Here’s where voice technology startup ConverseNow comes in. The four-year-old startup is tapping into voice artificial intelligence technology to put virtual assistants inside quick-serve restaurants to automate the order-taking process and free up staff to focus on fulfillment and in-person customer service.
“The voice AI space is new and still being explored,” Vinay Shukla, co-founder and CEO of ConverseNow, told TechCrunch. “Similar to online ordering, this technology took a few years to emerge and some have become leaders and some have become followers.”
He referenced companies like ordering tool startups Bbot, which is being acquired by DoorDash, and Lunchbox, which raised $50 million earlier this year, as those that are leading the space.
However, he explained that a problem has always existed in drive-thrus, but the technology has “never existed to solve the problem and is still not there 100%.” Even as the company applies its own voice AI technology, it is evolving, Shukla added.

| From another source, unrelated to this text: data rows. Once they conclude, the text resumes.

//! Scorer input and output model
//!
//! `CaregiverContext` is the fully materialized per-(caregiver, shift)
//! evaluation input assembled by the candidate loader; `MatchCandidate` is
//! the scorer's verdict on one caregiver for one shift.

use chrono::{DateTime, Utc};
use serde::{Deserialize, Serialize};

use crate::caregiver::{CaregiverRecord, TimeInterval};
use crate::ids::{CaregiverId, OpenShiftId};

/// Scoring dimensions of the matching rubric
#[derive(Debug, Clone, Copy, PartialEq, Eq, Hash, PartialOrd, Ord, Serialize, Deserialize)]
#[serde(rename_all = "snake_case")]
pub enum ScoreDimension {
    Skill,
    Availability,
    Proximity,
    Preference,
    Experience,
    Reliability,
    Compliance,
    Capacity,
}

impl ScoreDimension {
    /// All dimensions in rubric order
    pub const ALL: [ScoreDimension; 8] = [
        ScoreDimension::Skill,
        ScoreDimension::Availability,
        ScoreDimension::Proximity,
        ScoreDimension::Preference,
        ScoreDimension::Experience,
        ScoreDimension::Reliability,
        ScoreDimension::Compliance,
        ScoreDimension::Capacity,
    ];

    /// Label used in reasons and weight maps
    pub fn as_str(self) -> &'static str {
        match self {
            ScoreDimension::Skill => "skill",
            ScoreDimension::Availability => "availability",
            ScoreDimension::Proximity => "proximity",
            ScoreDimension::Preference => "preference",
            ScoreDimension::Experience => "experience",
            ScoreDimension::Reliability => "reliability",
            ScoreDimension::Compliance => "compliance",
            ScoreDimension::Capacity => "capacity",
        }
    }
}

/// Per-dimension scores, each in `[0, 100]`
#[derive(Debug, Clone, Copy, Default, PartialEq, Eq, Serialize, Deserialize)]
pub struct DimensionScores {
    pub skill: u8,
    pub availability: u8,
    pub proximity: u8,
    pub preference: u8,
    pub experience: u8,
    pub reliability: u8,
    pub compliance: u8,
    pub capacity: u8,
}

impl DimensionScores {
    /// Score for one dimension
    pub fn get(&self, dimension: ScoreDimension) -> u8 {
        match dimension {
            ScoreDimension::Skill => self.skill,
            ScoreDimension::Availability => self.availability,
            ScoreDimension::Proximity => self.proximity,
            ScoreDimension::Preference => self.preference,
            ScoreDimension::Experience => self.experience,
            ScoreDimension::Reliability => self.reliability,
            ScoreDimension::Compliance => self.compliance,
            ScoreDimension::Capacity => self.capacity,
        }
    }

    /// Iterate dimensions with their scores in rubric order
    pub fn iter(&self) -> impl Iterator<Item = (ScoreDimension, u8)> + '_ {
        ScoreDimension::ALL.into_iter().map(|d| (d, self.get(d)))
    }
}

/// Discretization of the overall score
#[derive(Debug, Clone, Copy, PartialEq, Eq, PartialOrd, Ord, Serialize, Deserialize)]
#[serde(rename_all = "SCREAMING_SNAKE_CASE")]
pub enum MatchQuality {
    Poor,
    Fair,
    Good,
    Excellent,
}

impl MatchQuality {
    /// Band an overall score: `EXCELLENT ≥ 85`, `GOOD ≥ 70`, `FAIR ≥ 55`
    pub fn from_score(overall_score: u8) -> Self {
        match overall_score {
            85..=u8::MAX => MatchQuality::Excellent,
            70..=84 => MatchQuality::Good,
            55..=69 => MatchQuality::Fair,
            _ => MatchQuality::Poor,
        }
    }
}

/// Severity of an eligibility finding
#[derive(Debug, Clone, Copy, PartialEq, Eq, Serialize, Deserialize)]
#[serde(rename_all = "SCREAMING_SNAKE_CASE")]
pub enum IssueSeverity {
    /// Makes the candidate ineligible regardless of score
    Blocking,
    /// Recorded and scored, but does not gate
    Warning,
}

/// Category of an eligibility finding
#[derive(Debug, Clone, Copy, PartialEq, Eq, Serialize, Deserialize)]
#[serde(rename_all = "SCREAMING_SNAKE_CASE")]
pub enum IssueKind {
    BlockedByClient,
    MissingCertification,
    MissingSkill,
    TimeConflict,
    OverCapacity,
    NonCompliant,
    GenderMismatch,
    LanguageMismatch,
    TooFar,
    DistanceUnknown,
}

/// One eligibility finding on a candidate
#[derive(Debug, Clone, PartialEq, Eq, Serialize, Deserialize)]
pub struct EligibilityIssue {
    /// What was found
    pub kind: IssueKind,
    /// Whether it gates the candidate
    pub severity: IssueSeverity,
    /// Human-readable detail
    pub message: String,
}

impl EligibilityIssue {
    pub fn blocking(kind: IssueKind, message: impl Into<String>) -> Self {
        Self {
            kind,
            severity: IssueSeverity::Blocking,
            message: message.into(),
        }
    }

    pub fn warning(kind: IssueKind, message: impl Into<String>) -> Self {
        Self {
            kind,
            severity: IssueSeverity::Warning,
            message: message.into(),
        }
    }
}

/// Direction of a match reason
#[derive(Debug, Clone, Copy, PartialEq, Eq, Serialize, Deserialize)]
#[serde(rename_all = "SCREAMING_SNAKE_CASE")]
pub enum ReasonImpact {
    Positive,
    Negative,
    Neutral,
}

/// One explanation attached to a candidate or frozen into a proposal
#[derive(Debug, Clone, PartialEq, Serialize, Deserialize)]
pub struct MatchReason {
    /// Dimension label, or a synthetic category like `SYSTEM_OPTIMIZED`
    pub category: String,
    /// Human-readable explanation
    pub description: String,
    /// Whether the reason helped or hurt
    pub impact: ReasonImpact,
    /// Normalized weight of the dimension behind the reason
    pub weight: f64,
}

/// Fully materialized evaluation input for one (caregiver, shift) pair
///
/// Assembled by the candidate loader from batched reads; the scorer never
/// touches the data port.
#[derive(Debug, Clone, Serialize, Deserialize)]
pub struct CaregiverContext {
    /// Caregiver row projection
    pub caregiver: CaregiverRecord,
    /// Hours already scheduled in the shift's week
    pub current_week_hours: f64,
    /// Visits overlapping the shift interval on the shift's day
    pub conflicting_visits: Vec<TimeInterval>,
    /// Completed visits with this client
    pub previous_visits_with_client: u32,
    /// Average rating this client has given the caregiver, 1.0..=5.0
    pub client_rating: Option<f64>,
    /// Trailing-90-day reliability score, 0..=100
    pub reliability_score: u8,
    /// Proposals rejected in the trailing 30 days
    pub recent_rejection_count: u32,
    /// Straight-line miles to the shift; `None` when either side lacks
    /// coordinates
    pub distance_from_shift: Option<f64>,
}

impl CaregiverContext {
    /// Hours the caregiver can still take this week
    pub fn available_hours(&self) -> f64 {
        (self.caregiver.max_hours_per_week - self.current_week_hours).max(0.0)
    }
}

/// The scorer's verdict on one caregiver for one shift
#[derive(Debug, Clone, Serialize, Deserialize)]
pub struct MatchCandidate {
    /// Scored caregiver
    pub caregiver_id: CaregiverId,
    /// Shift scored against
    pub open_shift_id: OpenShiftId,
    /// Denormalized caregiver display name
    pub caregiver_name: String,
    /// Per-dimension scores
    pub scores: DimensionScores,
    /// Weighted, rounded aggregate in `[0, 100]`
    pub overall_score: u8,
    /// Banded aggregate
    pub match_quality: MatchQuality,
    /// False when any blocking issue is present
    pub is_eligible: bool,
    /// All findings, blocking and warning
    pub eligibility_issues: Vec<EligibilityIssue>,
    /// Warning messages duplicated for display surfaces
    pub warnings: Vec<String>,
    /// Straight-line miles to the shift
    pub distance_from_shift: Option<f64>,
    /// Estimated drive minutes, derived from distance
    pub estimated_travel_time_minutes: Option<u32>,
    /// Whether any same-day visit overlaps the shift
    pub has_conflict: bool,
    /// Hours the caregiver can still take this week
    pub available_hours: f64,
    /// Deterministic explanations for ranking surfaces
    pub match_reasons: Vec<MatchReason>,
    /// When the candidate was computed, for staleness audit
    pub computed_at: DateTime<Utc>,
}

impl MatchCandidate {
    /// Whether the candidate clears a proposal threshold
    pub fn clears(&self, min_score: u8) -> bool {
        self.is_eligible && self.overall_score >= min_score
    }
}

“The applications of AI into different verticals are still new,” he said. “Food ordering becomes even more nuanced and drive-thru is complex. Even the best AI platforms may still need human help. What happens when there are birds chirping, kids screaming and engine noise? This is still a new space and market that companies like us created.”
We first profiled ConverseNow last year when it raised $15 million in Series A funding in a round led by Craft Ventures. The company is now back with an additional $10 million in what Shukla is calling a Series A1 round.

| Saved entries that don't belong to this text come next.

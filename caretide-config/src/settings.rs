// Settings loading and validation
//
// Loading hierarchy: env > file > defaults

use serde::{Deserialize, Serialize};
use std::path::Path;
use thiserror::Error;

use crate::env::apply_env_overrides;

/// Errors raised while loading or validating runtime settings
#[derive(Error, Debug)]
pub enum SettingsError {
    /// Settings file could not be read
    #[error("I/O error: {0}")]
    Io(String),

    /// Settings file is not valid TOML
    #[error("Parse error: {0}")]
    Parse(String),

    /// An environment override or file value is out of range
    #[error("Invalid setting {name}: {reason}")]
    Invalid { name: String, reason: String },
}

/// Runtime settings shared by the matching engine and the expirer
///
/// Every field has a service default and can be overridden by the
/// environment variable named in its doc comment.
#[derive(Debug, Clone, PartialEq, Serialize, Deserialize)]
#[serde(default)]
pub struct RuntimeSettings {
    /// Proposal time-to-live in minutes when the matching configuration
    /// does not set one (`PROPOSAL_DEFAULT_TTL_MINUTES`)
    pub proposal_default_ttl_minutes: i64,
    /// Wall-clock budget for a single match attempt in milliseconds
    /// (`MATCHER_PER_SHIFT_BUDGET_MS`)
    pub matcher_per_shift_budget_ms: u64,
    /// Sweep interval for the proposal expirer in seconds
    /// (`EXPIRER_INTERVAL_SECONDS`)
    pub expirer_interval_seconds: u64,
    /// Minimum overall score for proposal emission when the configuration
    /// does not set one (`MATCH_DEFAULT_MIN_SCORE`)
    pub match_default_min_score: u8,
    /// Proposal fan-out cap when the configuration does not set one
    /// (`MATCH_DEFAULT_MAX_PROPOSALS`)
    pub match_default_max_proposals: usize,
}

impl Default for RuntimeSettings {
    fn default() -> Self {
        Self {
            proposal_default_ttl_minutes: 120,
            matcher_per_shift_budget_ms: 5000,
            expirer_interval_seconds: 60,
            match_default_min_score: 50,
            match_default_max_proposals: 5,
        }
    }
}

impl RuntimeSettings {
    /// Check cross-field constraints
    pub fn validate(&self) -> Result<(), SettingsError> {
        if self.proposal_default_ttl_minutes <= 0 {
            return Err(SettingsError::Invalid {
                name: "proposal_default_ttl_minutes".to_string(),
                reason: "must be positive".to_string(),
            });
        }
        if self.matcher_per_shift_budget_ms == 0 {
            return Err(SettingsError::Invalid {
                name: "matcher_per_shift_budget_ms".to_string(),
                reason: "must be positive".to_string(),
            });
        }
        if self.expirer_interval_seconds == 0 {
            return Err(SettingsError::Invalid {
                name: "expirer_interval_seconds".to_string(),
                reason: "must be positive".to_string(),
            });
        }
        if self.match_default_min_score > 100 {
            return Err(SettingsError::Invalid {
                name: "match_default_min_score".to_string(),
                reason: "must be within 0..=100".to_string(),
            });
        }
        if self.match_default_max_proposals == 0 {
            return Err(SettingsError::Invalid {
                name: "match_default_max_proposals".to_string(),
                reason: "must be positive".to_string(),
            });
        }
        Ok(())
    }
}

/// Load settings from an optional TOML file, then apply environment
/// overrides and validate
pub fn load_settings(file: Option<&Path>) -> Result<RuntimeSettings, SettingsError> {
    let mut settings = match file {
        Some(path) if path.exists() => load_from_file(path)?,
        _ => RuntimeSettings::default(),
    };

    apply_env_overrides(&mut settings)?;
    settings.validate()?;

    Ok(settings)
}

/// Load settings from a TOML file
pub fn load_from_file(path: &Path) -> Result<RuntimeSettings, SettingsError> {
    let content =
        std::fs::read_to_string(path).map_err(|e| SettingsError::Io(e.to_string()))?;

    toml::from_str(&content).map_err(|e| SettingsError::Parse(e.to_string()))
}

The new investment is in partnership with Enlightened Hospitality Investments, the growth equity fund co-founded by Danny Meyer, the founder of Union Square Hospitality Group and Shake Shack. This is EHI’s third investment this year, according to Crunchbase data. This includes vision AI for food waste company PreciTaste, labor management startup 7shifts, and real estate tech company Withco.

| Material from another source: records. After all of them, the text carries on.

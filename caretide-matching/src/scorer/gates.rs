//! Eligibility gates
//!
//! Gates run in a fixed order and accumulate every finding; a blocking
//! finding makes the candidate ineligible but never short-circuits the
//! rest of the evaluation, so the returned candidate always carries the
//! full issue list.

use crate::candidate::{CaregiverContext, EligibilityIssue, IssueKind};
use crate::config::MatchingConfiguration;
use crate::shift::OpenShift;

use super::travel_minutes;

/// Evaluate every gate for one (shift, caregiver) pair
pub(crate) fn evaluate(
    shift: &OpenShift,
    ctx: &CaregiverContext,
    config: &MatchingConfiguration,
) -> Vec<EligibilityIssue> {
    let mut issues = Vec::new();
    let caregiver = &ctx.caregiver;

    // 1. Client block list
    if shift.blocked_caregivers.contains(&caregiver.id) {
        issues.push(EligibilityIssue::blocking(
            IssueKind::BlockedByClient,
            format!("Caregiver {} is blocked by the client", caregiver.id),
        ));
    }

    // 2. Active certifications
    if config.require_active_certifications {
        for cert in &shift.required_certifications {
            if !caregiver.has_active_credential(cert) {
                issues.push(EligibilityIssue::blocking(
                    IssueKind::MissingCertification,
                    format!("Missing active certification: {}", cert),
                ));
            }
        }
    }

    // 3. Skills: blocking under exact match, warning otherwise
    for skill in shift.required_skills.difference(&caregiver.skills) {
        if config.require_exact_skill_match {
            issues.push(EligibilityIssue::blocking(
                IssueKind::MissingSkill,
                format!("Missing required skill: {}", skill),
            ));
        } else {
            issues.push(EligibilityIssue::warning(
                IssueKind::MissingSkill,
                format!("Missing skill: {}", skill),
            ));
        }
    }

    // 4. Scheduling conflicts
    if !ctx.conflicting_visits.is_empty() {
        issues.push(EligibilityIssue::blocking(
            IssueKind::TimeConflict,
            format!(
                "{} conflicting visit(s) on the shift day",
                ctx.conflicting_visits.len()
            ),
        ));
    }

    // 5. Weekly capacity
    let projected = ctx.current_week_hours + shift.duration_hours();
    if projected > caregiver.max_hours_per_week {
        issues.push(EligibilityIssue::blocking(
            IssueKind::OverCapacity,
            format!(
                "Would reach {:.1}h of a {:.1}h weekly cap",
                projected, caregiver.max_hours_per_week
            ),
        ));
    }

    // 6. Compliance standing
    if caregiver.compliance_status != crate::caregiver::ComplianceStatus::Compliant {
        issues.push(EligibilityIssue::blocking(
            IssueKind::NonCompliant,
            format!("Compliance status is {:?}", caregiver.compliance_status),
        ));
    }

    // 7. Gender / language preferences: warnings only
    if config.respect_gender_preference {
        if let Some(wanted) = shift.gender_preference {
            if caregiver.gender != Some(wanted) {
                issues.push(EligibilityIssue::warning(
                    IssueKind::GenderMismatch,
                    "Client gender preference not met".to_string(),
                ));
            }
        }
    }
    if config.respect_language_preference {
        if let Some(language) = &shift.language_preference {
            if !caregiver.languages.contains(language) {
                issues.push(EligibilityIssue::warning(
                    IssueKind::LanguageMismatch,
                    format!("Client language preference not met: {}", language),
                ));
            }
        }
    }

    // 8. Travel limits
    match ctx.distance_from_shift {
        Some(distance) => {
            if let Some(max_distance) = config.max_travel_distance {
                if distance > max_distance {
                    issues.push(EligibilityIssue::blocking(
                        IssueKind::TooFar,
                        format!("{:.1} miles exceeds the {:.1} mile cap", distance, max_distance),
                    ));
                }
            }
            if let Some(max_minutes) = config.max_travel_time_minutes {
                if travel_minutes(distance) > max_minutes {
                    issues.push(EligibilityIssue::blocking(
                        IssueKind::TooFar,
                        format!(
                            "Estimated {} min of travel exceeds the {} min cap",
                            travel_minutes(distance),
                            max_minutes
                        ),
                    ));
                }
            }
        }
        None => {
            issues.push(EligibilityIssue::warning(
                IssueKind::DistanceUnknown,
                "Distance to shift is unknown".to_string(),
            ));
        }
    }

    issues
}

#[cfg(test)]
mod tests {
    use super::*;
    use crate::candidate::IssueSeverity;
    use crate::scorer::test_fixtures::{context, shift_fixture};
    use crate::shift::Gender;

    fn config() -> MatchingConfiguration {
        MatchingConfiguration::new_default(
            crate::ids::OrganizationId::new(),
            None,
            chrono::Utc::now(),
        )
    }

    #[test]
    fn test_clean_candidate_has_no_blocking_issues() {
        let shift = shift_fixture();
        let ctx = context(&shift);
        let issues = evaluate(&shift, &ctx, &config());
        assert!(issues
            .iter()
            .all(|i| i.severity != IssueSeverity::Blocking));
    }

    #[test]
    fn test_blocked_caregiver_is_blocking() {
        let mut shift = shift_fixture();
        let ctx = context(&shift);
        shift.blocked_caregivers.insert(ctx.caregiver.id);

        let issues = evaluate(&shift, &ctx, &config());
        assert!(issues
            .iter()
            .any(|i| i.kind == IssueKind::BlockedByClient
                && i.severity == IssueSeverity::Blocking));
    }

    #[test]
    fn test_missing_certification_blocks() {
        let mut shift = shift_fixture();
        shift.required_certifications.insert("RN".to_string());
        let ctx = context(&shift);

        let issues = evaluate(&shift, &ctx, &config());
        assert!(issues
            .iter()
            .any(|i| i.kind == IssueKind::MissingCertification));
    }

    #[test]
    fn test_missing_skill_downgrades_to_warning_without_exact_match() {
        let mut shift = shift_fixture();
        shift.required_skills.insert("Wound Care".to_string());
        let ctx = context(&shift);

        let mut cfg = config();
        cfg.require_exact_skill_match = false;
        let issues = evaluate(&shift, &ctx, &cfg);
        let finding = issues
            .iter()
            .find(|i| i.kind == IssueKind::MissingSkill)
            .unwrap();
        assert_eq!(finding.severity, IssueSeverity::Warning);

        cfg.require_exact_skill_match = true;
        let issues = evaluate(&shift, &ctx, &cfg);
        let finding = issues
            .iter()
            .find(|i| i.kind == IssueKind::MissingSkill)
            .unwrap();
        assert_eq!(finding.severity, IssueSeverity::Blocking);
    }

    #[test]
    fn test_conflict_and_capacity_block() {
        let shift = shift_fixture();
        let mut ctx = context(&shift);
        ctx.conflicting_visits.push(crate::caregiver::TimeInterval {
            start: chrono::Utc::now(),
            end: chrono::Utc::now() + chrono::Duration::hours(2),
        });
        ctx.current_week_hours = ctx.caregiver.max_hours_per_week;

        let issues = evaluate(&shift, &ctx, &config());
        assert!(issues.iter().any(|i| i.kind == IssueKind::TimeConflict));
        assert!(issues.iter().any(|i| i.kind == IssueKind::OverCapacity));
    }

    #[test]
    fn test_gender_mismatch_warns_only_when_respected() {
        let mut shift = shift_fixture();
        shift.gender_preference = Some(Gender::Female);
        let ctx = context(&shift);

        let issues = evaluate(&shift, &ctx, &config());
        assert!(!issues.iter().any(|i| i.kind == IssueKind::GenderMismatch));

        let mut cfg = config();
        cfg.respect_gender_preference = true;
        let issues = evaluate(&shift, &ctx, &cfg);
        let finding = issues
            .iter()
            .find(|i| i.kind == IssueKind::GenderMismatch)
            .unwrap();
        assert_eq!(finding.severity, IssueSeverity::Warning);
    }

    #[test]
    fn test_distance_cap_blocks_and_unknown_warns() {
        let shift = shift_fixture();
        let mut ctx = context(&shift);
        ctx.distance_from_shift = Some(60.0);

        let mut cfg = config();
        cfg.max_travel_distance = Some(40.0);
        let issues = evaluate(&shift, &ctx, &cfg);
        assert!(issues
            .iter()
            .any(|i| i.kind == IssueKind::TooFar && i.severity == IssueSeverity::Blocking));

        ctx.distance_from_shift = None;
        let issues = evaluate(&shift, &ctx, &cfg);
        assert!(issues
            .iter()
            .any(|i| i.kind == IssueKind::DistanceUnknown
                && i.severity == IssueSeverity::Warning));
    }
}
//! Matching configurations
//!
//! A configuration is the per-(organization, branch) matching policy:
//! dimension weights, eligibility gates, output shaping, and strategy
//! flags. Branch-level configurations shadow organization-level ones; at
//! most one `(is_default, is_active)` configuration exists per scope.

use chrono::{DateTime, Utc};
use serde::{Deserialize, Serialize};

use crate::candidate::ScoreDimension;
use crate::ids::{BranchId, ConfigurationId, OrganizationId, UserId};

/// What the matcher optimizes proposals for
#[derive(Debug, Clone, Copy, PartialEq, Eq, Serialize, Deserialize)]
#[serde(rename_all = "SCREAMING_SNAKE_CASE")]
pub enum OptimizeFor {
    /// Highest-scoring caregiver wins
    BestMatch,
    /// Weight availability and proximity so offers land fast
    FastestFill,
    /// Spread hours across the branch
    BalancedWorkload,
    /// Keep the same caregiver with the same client
    ContinuityOfCare,
}

impl Default for OptimizeFor {
    fn default() -> Self {
        OptimizeFor::BestMatch
    }
}

/// Non-negative integer weight per scoring dimension
///
/// The scorer normalizes the weights to sum to 1; an all-zero table falls
/// back to equal weights.
#[derive(Debug, Clone, Copy, PartialEq, Eq, Serialize, Deserialize)]
#[serde(default)]
pub struct ScoreWeights {
    pub skill: u32,
    pub availability: u32,
    pub proximity: u32,
    pub preference: u32,
    pub experience: u32,
    pub reliability: u32,
    pub compliance: u32,
    pub capacity: u32,
}

impl Default for ScoreWeights {
    fn default() -> Self {
        Self::preset(OptimizeFor::BestMatch)
    }
}

impl ScoreWeights {
    /// Weight profile for an optimization strategy
    pub fn preset(optimize_for: OptimizeFor) -> Self {
        match optimize_for {
            OptimizeFor::BestMatch => Self {
                skill: 20,
                availability: 20,
                proximity: 15,
                preference: 10,
                experience: 10,
                reliability: 10,
                compliance: 10,
                capacity: 5,
            },
            OptimizeFor::FastestFill => Self {
                skill: 15,
                availability: 30,
                proximity: 25,
                preference: 5,
                experience: 5,
                reliability: 5,
                compliance: 10,
                capacity: 5,
            },
            OptimizeFor::BalancedWorkload => Self {
                skill: 15,
                availability: 15,
                proximity: 10,
                preference: 5,
                experience: 10,
                reliability: 10,
                compliance: 10,
                capacity: 25,
            },
            OptimizeFor::ContinuityOfCare => Self {
                skill: 15,
                availability: 15,
                proximity: 10,
                preference: 20,
                experience: 25,
                reliability: 5,
                compliance: 5,
                capacity: 5,
            },
        }
    }

    /// Weight for one dimension
    pub fn get(&self, dimension: ScoreDimension) -> u32 {
        match dimension {
            ScoreDimension::Skill => self.skill,
            ScoreDimension::Availability => self.availability,
            ScoreDimension::Proximity => self.proximity,
            ScoreDimension::Preference => self.preference,
            ScoreDimension::Experience => self.experience,
            ScoreDimension::Reliability => self.reliability,
            ScoreDimension::Compliance => self.compliance,
            ScoreDimension::Capacity => self.capacity,
        }
    }

    /// Sum of all weights
    pub fn total(&self) -> u64 {
        ScoreDimension::ALL
            .into_iter()
            .map(|d| u64::from(self.get(d)))
            .sum()
    }
}

/// Per-(organization, branch) matching policy
#[derive(Debug, Clone, Serialize, Deserialize)]
pub struct MatchingConfiguration {
    /// Unique configuration identifier
    pub id: ConfigurationId,
    /// Owning organization
    pub organization_id: OrganizationId,
    /// Owning branch; `None` for an organization-wide configuration
    pub branch_id: Option<BranchId>,
    /// Display name
    pub name: String,

    /// Dimension weights
    pub weights: ScoreWeights,

    /// Missing required skills block instead of warning
    pub require_exact_skill_match: bool,
    /// Required certifications must be held with `ACTIVE` status
    pub require_active_certifications: bool,
    /// Score gender preference mismatches
    pub respect_gender_preference: bool,
    /// Score language preference mismatches
    pub respect_language_preference: bool,
    /// Hard cap on straight-line miles, when set
    pub max_travel_distance: Option<f64>,
    /// Hard cap on estimated travel minutes, when set
    pub max_travel_time_minutes: Option<u32>,

    /// Minimum overall score for proposal emission
    pub min_score_for_proposal: u8,
    /// Self-select claims at or above this score auto-accept
    pub auto_assign_threshold: Option<u8>,
    /// Proposal fan-out cap per match attempt
    pub max_proposals_per_shift: usize,
    /// Proposal TTL in minutes
    pub proposal_expiration_minutes: i64,

    /// Optimization strategy
    pub optimize_for: OptimizeFor,
    /// Double the experience weight during normalization
    pub prioritize_continuity_of_care: bool,
    /// Prefer the prior caregiver on recurring visits
    pub prefer_same_caregiver_for_recurring: bool,
    /// Subtract 5 reliability points per recent rejection
    pub penalize_frequent_rejections: bool,
    /// Add 5 reliability points at 90+ reliability
    pub boost_reliable_performers: bool,

    /// ML blend weight `w` in `(1 − w)·rule + w·ml`; 0 disables the blend
    pub ml_blend_weight: f64,
    /// Score manual proposals instead of recording a flat 100
    pub score_manual_proposals: bool,

    /// Default configuration for its scope
    pub is_default: bool,
    /// Inactive configurations are never resolved
    pub is_active: bool,

    /// Creation stamp
    pub created_at: DateTime<Utc>,
    /// Creating user
    pub created_by: Option<UserId>,
    /// Last update stamp
    pub updated_at: DateTime<Utc>,
    /// Soft-delete stamp
    pub deleted_at: Option<DateTime<Utc>>,
    /// Soft-deleting user
    pub deleted_by: Option<UserId>,
    /// Optimistic concurrency version
    pub version: u64,
}

impl MatchingConfiguration {
    /// A default-active configuration for an organization scope
    pub fn new_default(
        organization_id: OrganizationId,
        branch_id: Option<BranchId>,
        now: DateTime<Utc>,
    ) -> Self {
        Self {
            id: ConfigurationId::new(),
            organization_id,
            branch_id,
            name: "Default matching policy".to_string(),
            weights: ScoreWeights::default(),
            require_exact_skill_match: true,
            require_active_certifications: true,
            respect_gender_preference: false,
            respect_language_preference: false,
            max_travel_distance: None,
            max_travel_time_minutes: None,
            min_score_for_proposal: 50,
            auto_assign_threshold: None,
            max_proposals_per_shift: 5,
            proposal_expiration_minutes: 120,
            optimize_for: OptimizeFor::BestMatch,
            prioritize_continuity_of_care: false,
            prefer_same_caregiver_for_recurring: false,
            penalize_frequent_rejections: true,
            boost_reliable_performers: true,
            ml_blend_weight: 0.0,
            score_manual_proposals: false,
            is_default: true,
            is_active: true,
            created_at: now,
            created_by: None,
            updated_at: now,
            deleted_at: None,
            deleted_by: None,
            version: 1,
        }
    }

    /// A default configuration seeded from runtime settings
    pub fn from_settings(
        organization_id: OrganizationId,
        branch_id: Option<BranchId>,
        settings: &caretide_config::RuntimeSettings,
        now: DateTime<Utc>,
    ) -> Self {
        let mut config = Self::new_default(organization_id, branch_id, now);
        config.min_score_for_proposal = settings.match_default_min_score;
        config.max_proposals_per_shift = settings.match_default_max_proposals;
        config.proposal_expiration_minutes = settings.proposal_default_ttl_minutes;
        config
    }

    /// Whether the row is visible to queries
    pub fn is_live(&self) -> bool {
        self.deleted_at.is_none()
    }

    /// Weights with strategy adjustments applied
    pub fn effective_weights(&self) -> ScoreWeights {
        let mut weights = self.weights;
        if self.prioritize_continuity_of_care {
            weights.experience = weights.experience.saturating_mul(2);
        }
        weights
    }

    /// Straight-line mileage cap used by the proximity decay, defaulting
    /// to 50 miles when unset
    pub fn proximity_decay_miles(&self) -> f64 {
        self.max_travel_distance.unwrap_or(50.0)
    }
}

As part of the investment, Meyer will join ConverseNow’s board of directors. The new funding gives ConverseNow total funding of $28.8 million since the company was founded in 2018.
In 2021, ConverseNow was live in over 750 stores, with Domino’s Pizza being its flagship restaurant brand. Today, that has grown to over 1,100 restaurants across 40 states and the addition of Fazoli’s and Blake’s Lotaburger. Shukla said that by the end of the year there will be 14 restaurant brands.
The company also experienced 12x revenue growth over the past 12 months and is helping its restaurant customers boost same-store sales up to 30%, increase average tickets up to 20% and provide up to 12 hours of additional labor per store each week.
The “bridge” funding, if you will, gives the company some runway to keep up with demand without the need to raise a Series B just yet, Shukla said. His team has doubled in size since the Series A round, and he expects to continue those hiring efforts in engineering and product.
ConverseNow intentionally started with phones, but the new funding also enables it to accelerate its drive-thru technology and implement it with large and midsized brands, which he describes as having between 200 and 500 stores. It began drive-thru installations earlier this year after a pilot with Fazoli’s.
Next up, the company is exploring additional channels for its AI and data, for example, at the intersection of mobile app ordering and bringing AI personalization in-store for guest experience. This is something it is already working with Fazoli’s on.
“We don’t see the fast food space affected much by the economy because it is the cheapest and fastest food available,” Shukla said. “For us, we are seeing a tremendous growth opportunity because the big guys, like DoorDash, haven’t gotten into this space because they would have to make a call center or partner with someone like us to get data.”